* [Required work]: Retrieve all lines below that have the string "using".

Exercise inputs section start

//! # Authentication Configuration Module
//!
//! JWT 토큰과 관리자 자격증명 시드 관련 설정을 관리하는 모듈입니다.
//!
//! ## 필수 환경 변수 설정 (프로덕션)
//!
//! ```bash
//! export JWT_SECRET="your-super-secret-jwt-key"
//! export JWT_EXPIRATION_HOURS="24"
//! export ADMIN_USERNAME="admin"
//! export ADMIN_PASSWORD="change-me"
//! ```
//!
//! ## 사용 예제
//!
//! ```rust,ignore
//! use crate::config::{JwtConfig, AdminCredentialConfig};
//!
//! let secret = JwtConfig::secret();
//! let expiration = JwtConfig::expiration_hours();
//! let username = AdminCredentialConfig::username();
//! ```

use std::env;

/// JSON Web Token (JWT) 관련 설정을 관리하는 구조체
///
/// 토큰 서명 시크릿과 만료 시간을 관리합니다.
///
/// ## JWT 보안 모범 사례
///
/// 1. **강력한 비밀키 사용**: 최소 256비트 (32바이트) 랜덤 키
/// 2. **적절한 만료 시간**: 개발은 길게, 프로덕션은 짧게
/// 3. **환경별로 다른 키 사용**
pub struct JwtConfig;

impl JwtConfig {
    /// JWT 서명에 사용할 비밀키를 반환합니다.
    ///
    /// 환경 변수가 설정되지 않은 경우 "mysecretkey"를 사용하지만,
    /// 이는 개발 환경에서만 안전하며 경고 로그가 출력됩니다.
    ///
    /// # 키 생성 예제
    ///
    /// ```bash
    /// openssl rand -base64 32
    /// ```
    ///
    /// # Environment Variables
    ///
    /// - `JWT_SECRET`: 서명 비밀키 (기본값: "mysecretkey")
    pub fn secret() -> String {
        env::var("JWT_SECRET").unwrap_or_else(|_| {
            log::warn!("JWT_SECRET not set, using default (not secure for production!)");
            "mysecretkey".to_string()
        })
    }

    /// JWT 토큰의 만료 시간을 시간 단위로 반환합니다.
    ///
    /// # Environment Variables
    ///
    /// - `JWT_EXPIRATION_HOURS`: 토큰 수명 (기본값: 24)
    pub fn expiration_hours() -> i64 {
        env::var("JWT_EXPIRATION_HOURS")
            .unwrap_or_else(|_| "24".to_string())
            .parse()
            .unwrap_or(24)
    }
}

/// 관리자 자격증명 시드 설정을 관리하는 구조체
///
/// 애플리케이션 시작 시 자격증명 저장소에 등록되는 관리자 계정의
/// 사용자명과 비밀번호를 관리합니다. 비밀번호는 저장 시점에 bcrypt로
/// 해시되며 평문으로 보관되지 않습니다.
///
/// 기본값(admin/password)은 데모 용도이며 프로덕션에서는 반드시
/// 환경 변수로 교체해야 합니다.
pub struct AdminCredentialConfig;

impl AdminCredentialConfig {
    /// 시드할 관리자 계정의 사용자명을 반환합니다.
    ///
    /// # Environment Variables
    ///
    /// - `ADMIN_USERNAME`: 관리자 사용자명 (기본값: "admin")
    pub fn username() -> String {
        env::var("ADMIN_USERNAME").unwrap_or_else(|_| "admin".to_string())
    }

    /// 시드할 관리자 계정의 비밀번호를 반환합니다.
    ///
    /// 이 값은 시드 시점에 해시된 후 버려지며, 로그에 출력하지 않습니다.
    ///
    /// # Environment Variables
    ///
    /// - `ADMIN_PASSWORD`: 관리자 비밀번호 (기본값: "password")
    pub fn password() -> String {
        env::var("ADMIN_PASSWORD").unwrap_or_else(|_| {
            log::warn!("ADMIN_PASSWORD not set, using default (not secure for production!)");
            "password".to_string()
        })
    }
}

#[cfg(test)]
mod tests {
    use super::*;

    #[test]
    fn test_jwt_config_defaults() {
        if env::var("JWT_SECRET").is_err() {
            assert_eq!(JwtConfig::secret(), "mysecretkey");
        }

        if env::var("JWT_EXPIRATION_HOURS").is_err() {
            assert_eq!(JwtConfig::expiration_hours(), 24);
        }
    }

    #[test]
    fn test_admin_credential_defaults() {
        if env::var("ADMIN_USERNAME").is_err() {
            assert_eq!(AdminCredentialConfig::username(), "admin");
        }

        if env::var("ADMIN_PASSWORD").is_err() {
            assert_eq!(AdminCredentialConfig::password(), "password");
        }
    }
}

Exercise inputs section end

* [Solution to this task]:
            log::warn!("JWT_SECRET not set, using default (not secure for production!)");
            log::warn!("ADMIN_PASSWORD not set, using default (not secure for production!)");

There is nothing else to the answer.